You're going to provide those to your clients, and allow them to sift through those cards and look through them. You're going to ask them to pick out 15. Now, they may actually have all the values in the deck and then some, but what you're looking for are what are the values that show up the most in their life, which are the top ones? Not better than the others, but you just simply tend to interact with them more than you interact with the others. Have them identify 15 of those key values. Once they've got those, and they're in front of them, put the other cards to the side, then have them narrow it down further. Say, "Okay, of these 15, which are the 10 that you deal with more often than others, that might cause you to get more frustrated or when you see it in other people's behaviors that frustrates you? Which are the ones that carry a little bit more weight than the other?" Narrow it down to 10 if you can.

They may say, "Oh no, I can't do that. It's 11, for sure, or it's 12." It's fine. It's okay. It's an approximate, but go for 10, if you can. Once you've got to the 10, now push them a little bit more. Say, "Okay, of these 10, what are the five that if you didn't have these five in your life, it's not you anymore. Which are the ones you absolutely have to have? They have to be there in your life." Have them narrow it down to those five. Again, they may push for six or seven. That's okay. It's just going to take you a little bit longer, but what you're after are the things that they won't give up. Look for those five. Once you have that narrowed down to the five, we want to validate those and make sure that those are the real answers, not just the right ones.

We want to pressure test it a little bit. For each of them, ask for an example about how this one shows up in their life. Let's say they value sports. I value sports. Okay. Good. Sports. Where does that show up in your life? Maybe they say, "Well, it's something I think about a lot." All right. Thinking about it's good. "Do you play any sports?" "No". "Do people you're close to play sports?" "No.
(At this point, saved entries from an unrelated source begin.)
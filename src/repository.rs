use crate::error::StoreError;
use crate::models::{Role, User};
use async_trait::async_trait;
use sqlx::{FromRow, PgPool, Postgres, Transaction};
use std::collections::{BTreeMap, BTreeSet};
use std::sync::Arc;
use tokio::sync::RwLock;

/// Repository Trait
///
/// The persistence contract for users and roles. Handlers and the `UserService` only ever see
/// `Arc<dyn Repository>`, so the Postgres store and the in-memory store are interchangeable.
///
/// **Send + Sync + async_trait** are required to make the trait object shareable across
/// Axum's asynchronous task boundaries.
#[async_trait]
pub trait Repository: Send + Sync {
    // --- Users ---
    /// Inserts when `user.id` is `None`, updates otherwise. Role links are replaced by the
    /// given role set; unknown role names are added to the catalog.
    async fn save_user(&self, user: User) -> Result<User, StoreError>;
    async fn find_user_by_id(&self, id: i64) -> Result<Option<User>, StoreError>;
    async fn find_user_by_username(&self, username: &str) -> Result<Option<User>, StoreError>;
    /// Ordered by id.
    async fn find_all_users(&self) -> Result<Vec<User>, StoreError>;
    /// Removing a missing id is not an error.
    async fn delete_user(&self, id: i64) -> Result<(), StoreError>;

    // --- Roles ---
    /// Ordered by id.
    async fn find_all_roles(&self) -> Result<Vec<Role>, StoreError>;
    /// Returns the catalog role with this name, creating it if needed.
    async fn save_role(&self, name: &str) -> Result<Role, StoreError>;
}

/// RepositoryState
///
/// The concrete type used to share the persistence layer across the application state.
pub type RepositoryState = Arc<dyn Repository>;

/// Flat `users` row; roles are loaded separately through `users_roles`.
#[derive(FromRow)]
struct UserRow {
    id: i64,
    username: String,
    surname: String,
    age: i16,
    email: String,
    password: String,
}

impl UserRow {
    fn into_user(self, roles: BTreeSet<Role>) -> User {
        User {
            id: Some(self.id),
            username: self.username,
            surname: self.surname,
            age: self.age,
            email: self.email,
            password: self.password,
            roles,
        }
    }
}

#[derive(FromRow)]
struct UserRoleRow {
    user_id: i64,
    id: i64,
    name: String,
}

/// PostgresRepository
///
/// The `Repository` backed by PostgreSQL. Each save runs in its own transaction so a user and
/// its role links are written atomically.
pub struct PostgresRepository {
    pool: PgPool,
}

impl PostgresRepository {
    /// Creates a new repository instance using the initialized connection pool.
    pub fn new(pool: PgPool) -> Self {
        Self { pool }
    }

    async fn roles_of(&self, user_id: i64) -> Result<BTreeSet<Role>, StoreError> {
        let roles = sqlx::query_as::<_, Role>(
            r#"
            SELECT r.id, r.name
            FROM roles r
            JOIN users_roles ur ON ur.role_id = r.id
            WHERE ur.user_id = $1
            "#,
        )
        .bind(user_id)
        .fetch_all(&self.pool)
        .await?;
        Ok(roles.into_iter().collect())
    }

    async fn hydrate(&self, row: Option<UserRow>) -> Result<Option<User>, StoreError> {
        match row {
            Some(row) => {
                let roles = self.roles_of(row.id).await?;
                Ok(Some(row.into_user(roles)))
            }
            None => Ok(None),
        }
    }

    /// Replaces the role links of `user_id` inside the caller's transaction.
    async fn link_roles(
        tx: &mut Transaction<'_, Postgres>,
        user_id: i64,
        roles: &BTreeSet<Role>,
    ) -> Result<BTreeSet<Role>, StoreError> {
        sqlx::query("DELETE FROM users_roles WHERE user_id = $1")
            .bind(user_id)
            .execute(&mut **tx)
            .await?;

        let mut linked = BTreeSet::new();
        for role in roles {
            // The no-op update makes RETURNING yield the id for existing names too.
            let stored = sqlx::query_as::<_, Role>(
                r#"
                INSERT INTO roles (name) VALUES ($1)
                ON CONFLICT (name) DO UPDATE SET name = EXCLUDED.name
                RETURNING id, name
                "#,
            )
            .bind(&role.name)
            .fetch_one(&mut **tx)
            .await?;

            sqlx::query("INSERT INTO users_roles (user_id, role_id) VALUES ($1, $2)")
                .bind(user_id)
                .bind(stored.id)
                .execute(&mut **tx)
                .await?;
            linked.insert(stored);
        }
        Ok(linked)
    }
}

/// Maps a unique-constraint hit on `users.username` to `StoreError::DuplicateUsername`.
fn map_unique_violation(err: sqlx::Error, username: &str) -> StoreError {
    match &err {
        sqlx::Error::Database(db) if db.is_unique_violation() => {
            StoreError::DuplicateUsername(username.to_string())
        }
        _ => StoreError::Database(err),
    }
}

#[async_trait]
impl Repository for PostgresRepository {
    /// save_user
    ///
    /// Insert-or-update decided solely by the presence of a generated id.
    async fn save_user(&self, user: User) -> Result<User, StoreError> {
        let mut tx = self.pool.begin().await?;

        let id = match user.id {
            None => sqlx::query_scalar::<_, i64>(
                r#"
                INSERT INTO users (username, surname, age, email, password)
                VALUES ($1, $2, $3, $4, $5)
                RETURNING id
                "#,
            )
            .bind(&user.username)
            .bind(&user.surname)
            .bind(user.age)
            .bind(&user.email)
            .bind(&user.password)
            .fetch_one(&mut *tx)
            .await
            .map_err(|e| map_unique_violation(e, &user.username))?,
            Some(id) => {
                let result = sqlx::query(
                    r#"
                    UPDATE users
                    SET username = $2, surname = $3, age = $4, email = $5, password = $6
                    WHERE id = $1
                    "#,
                )
                .bind(id)
                .bind(&user.username)
                .bind(&user.surname)
                .bind(user.age)
                .bind(&user.email)
                .bind(&user.password)
                .execute(&mut *tx)
                .await
                .map_err(|e| map_unique_violation(e, &user.username))?;

                if result.rows_affected() == 0 {
                    return Err(StoreError::UserNotFound(id));
                }
                id
            }
        };

        let roles = Self::link_roles(&mut tx, id, &user.roles).await?;
        tx.commit().await?;

        Ok(User {
            id: Some(id),
            roles,
            ..user
        })
    }

    async fn find_user_by_id(&self, id: i64) -> Result<Option<User>, StoreError> {
        let row = sqlx::query_as::<_, UserRow>(
            "SELECT id, username, surname, age, email, password FROM users WHERE id = $1",
        )
        .bind(id)
        .fetch_optional(&self.pool)
        .await?;
        self.hydrate(row).await
    }

    async fn find_user_by_username(&self, username: &str) -> Result<Option<User>, StoreError> {
        let row = sqlx::query_as::<_, UserRow>(
            "SELECT id, username, surname, age, email, password FROM users WHERE username = $1",
        )
        .bind(username)
        .fetch_optional(&self.pool)
        .await?;
        self.hydrate(row).await
    }

    /// find_all_users
    ///
    /// Two queries: the user rows, then every role link, grouped in memory.
    async fn find_all_users(&self) -> Result<Vec<User>, StoreError> {
        let rows = sqlx::query_as::<_, UserRow>(
            "SELECT id, username, surname, age, email, password FROM users ORDER BY id",
        )
        .fetch_all(&self.pool)
        .await?;

        let links = sqlx::query_as::<_, UserRoleRow>(
            r#"
            SELECT ur.user_id, r.id, r.name
            FROM users_roles ur
            JOIN roles r ON r.id = ur.role_id
            "#,
        )
        .fetch_all(&self.pool)
        .await?;

        let mut roles_by_user: BTreeMap<i64, BTreeSet<Role>> = BTreeMap::new();
        for link in links {
            roles_by_user.entry(link.user_id).or_default().insert(Role {
                id: Some(link.id),
                name: link.name,
            });
        }

        Ok(rows
            .into_iter()
            .map(|row| {
                let roles = roles_by_user.remove(&row.id).unwrap_or_default();
                row.into_user(roles)
            })
            .collect())
    }

    async fn delete_user(&self, id: i64) -> Result<(), StoreError> {
        let result = sqlx::query("DELETE FROM users WHERE id = $1")
            .bind(id)
            .execute(&self.pool)
            .await?;
        if result.rows_affected() == 0 {
            tracing::debug!(user_id = id, "delete_user: no such user");
        }
        Ok(())
    }

    async fn find_all_roles(&self) -> Result<Vec<Role>, StoreError> {
        let roles = sqlx::query_as::<_, Role>("SELECT id, name FROM roles ORDER BY id")
            .fetch_all(&self.pool)
            .await?;
        Ok(roles)
    }

    async fn save_role(&self, name: &str) -> Result<Role, StoreError> {
        let role = sqlx::query_as::<_, Role>(
            r#"
            INSERT INTO roles (name) VALUES ($1)
            ON CONFLICT (name) DO UPDATE SET name = EXCLUDED.name
            RETURNING id, name
            "#,
        )
        .bind(name)
        .fetch_one(&self.pool)
        .await?;
        Ok(role)
    }
}

#[derive(Default)]
struct MemoryTables {
    users: BTreeMap<i64, User>,
    roles: BTreeMap<i64, Role>,
    next_user_id: i64,
    next_role_id: i64,
}

impl MemoryTables {
    fn role_by_name(&mut self, name: &str) -> Role {
        if let Some(role) = self.roles.values().find(|role| role.name == name) {
            return role.clone();
        }
        self.next_role_id += 1;
        let role = Role {
            id: Some(self.next_role_id),
            name: name.to_string(),
        };
        self.roles.insert(self.next_role_id, role.clone());
        role
    }
}

/// InMemoryRepository
///
/// A `Repository` kept entirely in process memory. It enforces the same username uniqueness
/// and insert/update rules as the Postgres schema. Used by the test suite and by local runs
/// without a configured database.
#[derive(Default)]
pub struct InMemoryRepository {
    tables: RwLock<MemoryTables>,
}

impl InMemoryRepository {
    pub fn new() -> Self {
        Self::default()
    }
}

#[async_trait]
impl Repository for InMemoryRepository {
    async fn save_user(&self, user: User) -> Result<User, StoreError> {
        let mut tables = self.tables.write().await;

        let taken = tables
            .users
            .values()
            .any(|existing| existing.username == user.username && existing.id != user.id);
        if taken {
            return Err(StoreError::DuplicateUsername(user.username));
        }

        let id = match user.id {
            Some(id) if tables.users.contains_key(&id) => id,
            Some(id) => return Err(StoreError::UserNotFound(id)),
            None => {
                tables.next_user_id += 1;
                tables.next_user_id
            }
        };

        let roles = user
            .roles
            .iter()
            .map(|role| tables.role_by_name(&role.name))
            .collect();
        let stored = User {
            id: Some(id),
            roles,
            ..user
        };
        tables.users.insert(id, stored.clone());
        Ok(stored)
    }

    async fn find_user_by_id(&self, id: i64) -> Result<Option<User>, StoreError> {
        Ok(self.tables.read().await.users.get(&id).cloned())
    }

    async fn find_user_by_username(&self, username: &str) -> Result<Option<User>, StoreError> {
        Ok(self
            .tables
            .read()
            .await
            .users
            .values()
            .find(|user| user.username == username)
            .cloned())
    }

    async fn find_all_users(&self) -> Result<Vec<User>, StoreError> {
        Ok(self.tables.read().await.users.values().cloned().collect())
    }

    async fn delete_user(&self, id: i64) -> Result<(), StoreError> {
        self.tables.write().await.users.remove(&id);
        Ok(())
    }

    async fn find_all_roles(&self) -> Result<Vec<Role>, StoreError> {
        Ok(self.tables.read().await.roles.values().cloned().collect())
    }

    async fn save_role(&self, name: &str) -> Result<Role, StoreError> {
        Ok(self.tables.write().await.role_by_name(name))
    }
}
No, not really." "Do you watch sports?" "No." "Do you have a favorite team of some time?" "No, but I just think that sports are really good, and they're important." If that's the case, you're going to want to park that one to the side and say, "Okay, I get that sports are really good." Now let's keep that there. But what you're looking for are things that are actually in their lives, not aspirational values, but things that are lived values.

If someone values sports, they tend to say things like, "I play sports. Everybody around me plays sports. I like watching sports in my spare time. I do sports. I read about sports. I have books on sports. Let me tell you a statistic. Here are my three favorite teams." You're going to know it when someone values a thing. This is the confirmation that you're looking for. So, to recap, you're going to work through the values and get it down to these five or six, where you've been able to pressure test it and see that they have examples of them in their lives. Once you've got there, then we can take it to the next level. This is an opportunity to ask some questions that really help them understand their values better, and help you understand them so that you can respect them better.
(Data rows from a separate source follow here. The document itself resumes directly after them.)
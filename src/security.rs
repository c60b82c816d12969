//! Route authorization.
//!
//! The access policy is a plain ordered list of `(patterns, requirement)` rules evaluated by
//! `RuleSet::evaluate`, a pure function of the request path and the caller identity. The
//! `authorize` middleware in `lib.rs` is the only place that applies it to live requests.

use crate::auth::CallerIdentity;
use crate::models::{ROLE_ADMIN, ROLE_USER};

/// Paths reachable by everyone, in front of the standard rules.
pub const OPEN_ENDPOINTS: [&str; 5] = [
    "/login",
    "/logout",
    "/health",
    "/swagger-ui/**",
    "/api-docs/**",
];

/// Outcome of evaluating the rule set for one request.
#[derive(Debug, Clone, Copy, PartialEq, Eq)]
pub enum Decision {
    Allow,
    /// A requirement was not met and the caller has not logged in.
    RedirectToLogin,
    /// The caller is logged in but lacks the required role.
    Forbidden,
}

#[derive(Debug, Clone, PartialEq, Eq)]
enum Segment {
    Literal(String),
    /// `*`: exactly one segment.
    AnySegment,
    /// `**`: zero or more segments.
    AnyDepth,
}

/// PathPattern
///
/// Ant-style path pattern compared segment by segment. Empty segments are ignored on both
/// sides, so `/admin/`, `//admin` and `/admin` are the same path, and `/` is the empty path.
#[derive(Debug, Clone, PartialEq, Eq)]
pub struct PathPattern {
    source: String,
    segments: Vec<Segment>,
}

impl PathPattern {
    pub fn parse(pattern: &str) -> Self {
        let segments = pattern
            .split('/')
            .filter(|s| !s.is_empty())
            .map(|s| match s {
                "**" => Segment::AnyDepth,
                "*" => Segment::AnySegment,
                literal => Segment::Literal(literal.to_string()),
            })
            .collect();
        Self {
            source: pattern.to_string(),
            segments,
        }
    }

    pub fn as_str(&self) -> &str {
        &self.source
    }

    pub fn matches(&self, path: &str) -> bool {
        let parts: Vec<&str> = path.split('/').filter(|s| !s.is_empty()).collect();
        match_segments(&self.segments, &parts)
    }
}

fn match_segments(pattern: &[Segment], path: &[&str]) -> bool {
    match pattern.split_first() {
        None => path.is_empty(),
        Some((Segment::AnyDepth, rest)) => {
            (0..=path.len()).any(|skip| match_segments(rest, &path[skip..]))
        }
        Some((Segment::AnySegment, rest)) => {
            !path.is_empty() && match_segments(rest, &path[1..])
        }
        Some((Segment::Literal(literal), rest)) => {
            path.first() == Some(&literal.as_str()) && match_segments(rest, &path[1..])
        }
    }
}

/// What a matching rule demands of the caller.
#[derive(Debug, Clone, PartialEq, Eq)]
pub enum Requirement {
    PermitAll,
    /// Allows callers that are not fully authenticated. For an authenticated caller the rule
    /// does not decide and evaluation continues with the next rule.
    NotFullyAuthenticated,
    HasAuthority(String),
    HasAnyAuthority(Vec<String>),
    Authenticated,
}

impl Requirement {
    /// `None` means "this rule does not decide".
    fn check(&self, caller: &CallerIdentity) -> Option<Decision> {
        let satisfied = match self {
            Requirement::PermitAll => true,
            Requirement::NotFullyAuthenticated => {
                return (!caller.authenticated).then_some(Decision::Allow);
            }
            Requirement::HasAuthority(role) => caller.authenticated && caller.has_role(role),
            Requirement::HasAnyAuthority(roles) => {
                caller.authenticated && roles.iter().any(|role| caller.has_role(role))
            }
            Requirement::Authenticated => caller.authenticated,
        };

        Some(if satisfied {
            Decision::Allow
        } else if caller.authenticated {
            Decision::Forbidden
        } else {
            Decision::RedirectToLogin
        })
    }
}

/// One entry of the rule list.
#[derive(Debug, Clone, PartialEq, Eq)]
pub struct AccessRule {
    pub patterns: Vec<PathPattern>,
    pub requirement: Requirement,
}

impl AccessRule {
    pub fn new(patterns: &[&str], requirement: Requirement) -> Self {
        Self {
            patterns: patterns.iter().map(|p| PathPattern::parse(p)).collect(),
            requirement,
        }
    }

    pub fn applies_to(&self, path: &str) -> bool {
        self.patterns.iter().any(|pattern| pattern.matches(path))
    }
}

/// RuleSet
///
/// Ordered rules; the first rule that matches the path and decides wins. A path no rule
/// decides requires authentication.
#[derive(Debug, Clone, PartialEq, Eq)]
pub struct RuleSet {
    rules: Vec<AccessRule>,
}

impl RuleSet {
    pub fn new(rules: Vec<AccessRule>) -> Self {
        Self { rules }
    }

    /// The four application rules, in priority order.
    ///
    /// Rule one grants the landing and registration pages to callers who are *not* logged in;
    /// logged-in callers fall through to the catch-all rule.
    pub fn standard() -> Self {
        Self::new(vec![
            AccessRule::new(
                &["/registration", "/index", "/"],
                Requirement::NotFullyAuthenticated,
            ),
            AccessRule::new(
                &["/admin/**"],
                Requirement::HasAuthority(ROLE_ADMIN.to_string()),
            ),
            AccessRule::new(
                &["/user/**"],
                Requirement::HasAnyAuthority(vec![ROLE_ADMIN.to_string(), ROLE_USER.to_string()]),
            ),
            AccessRule::new(&["/**"], Requirement::Authenticated),
        ])
    }

    /// `standard()` preceded by a permit-all rule for `OPEN_ENDPOINTS`.
    pub fn application() -> Self {
        let mut rules = vec![AccessRule::new(&OPEN_ENDPOINTS, Requirement::PermitAll)];
        rules.extend(Self::standard().rules);
        Self::new(rules)
    }

    pub fn rules(&self) -> &[AccessRule] {
        &self.rules
    }

    pub fn evaluate(&self, path: &str, caller: &CallerIdentity) -> Decision {
        self.rules
            .iter()
            .filter(|rule| rule.applies_to(path))
            .find_map(|rule| rule.requirement.check(caller))
            .unwrap_or_else(|| {
                Requirement::Authenticated
                    .check(caller)
                    .unwrap_or(Decision::RedirectToLogin)
            })
    }
}

impl Default for RuleSet {
    fn default() -> Self {
        Self::application()
    }
}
We have all of this scripted in the downloads, if you're wondering. So, if you're thinking, "How am I going to track all this?", Don't worry. We've got it for you. So first you want to ask them, "How does this value serve them? How does this value, how does it help them? How does it serve you? How does it work for you? How does it help you out?" They're going to have their own answers and ideas around that. The next thing you want to ask is, "How could this value impair you? How could it get in the way?" Sometimes they create limitations as well as power. People don't expect that one, but when you start to look at it, it's because values are needs and needing one thing tends to displace other things. The next question would be, "How do you respond when other people violate that value," and try to get examples from them so that you actually really understand how they respond.
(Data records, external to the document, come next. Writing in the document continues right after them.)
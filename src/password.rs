use argon2::{
    Algorithm, Argon2, Params, Version,
    password_hash::{PasswordHash, PasswordHasher, PasswordVerifier, SaltString, rand_core::OsRng},
};

use crate::error::ServiceError;

/// PasswordEncoder
///
/// One-way, salted argon2id hashing. Every call to `encode` draws a fresh salt, so the same
/// plaintext never produces the same stored value twice. `matches` reads the parameters back
/// out of the PHC string, so hashes made with different cost settings still verify.
#[derive(Clone)]
pub struct PasswordEncoder {
    argon2: Argon2<'static>,
}

impl Default for PasswordEncoder {
    fn default() -> Self {
        Self {
            argon2: Argon2::default(),
        }
    }
}

impl PasswordEncoder {
    /// Argon2id with explicit cost parameters (memory in KiB).
    pub fn with_params(
        memory_kib: u32,
        iterations: u32,
        parallelism: u32,
    ) -> Result<Self, ServiceError> {
        let params = Params::new(memory_kib, iterations, parallelism, None)
            .map_err(|e| ServiceError::Hashing(e.to_string()))?;
        Ok(Self {
            argon2: Argon2::new(Algorithm::Argon2id, Version::V0x13, params),
        })
    }

    pub fn encode(&self, raw: &str) -> Result<String, ServiceError> {
        let salt = SaltString::generate(&mut OsRng);
        let hash = self
            .argon2
            .hash_password(raw.as_bytes(), &salt)
            .map_err(|e| ServiceError::Hashing(e.to_string()))?
            .to_string();
        Ok(hash)
    }

    /// `false` for a wrong password and for a stored value that is not a PHC string.
    pub fn matches(&self, raw: &str, encoded: &str) -> bool {
        match PasswordHash::new(encoded) {
            Ok(parsed) => self
                .argon2
                .verify_password(raw.as_bytes(), &parsed)
                .is_ok(),
            Err(_) => false,
        }
    }
}

impl std::fmt::Debug for PasswordEncoder {
    fn fmt(&self, f: &mut std::fmt::Formatter<'_>) -> std::fmt::Result {
        f.write_str("PasswordEncoder(argon2)")
    }
}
Then, the last question is, "How could this create a blind spot for you?" If you have a lot of weight and energy going to a specific value, a lot of attention on a certain value, when your attention's in one place, it means it's not in other places, so how could that create a blind spot for them? How do we make sure that that blind spot doesn't show up in their planning? So, to recap, the questions are, "How does this value serve you? How does this value impair you? How do you respond when someone else violates this value, and how could this create a potential blind spot for you, and let's make sure that we avoid that blind spot." So, we have these values, but now what do you do with them? We've got these great five or six values. We've got some stories. We've got some clarity. You've got some understanding around it. Everybody's feeling great, but what's the point?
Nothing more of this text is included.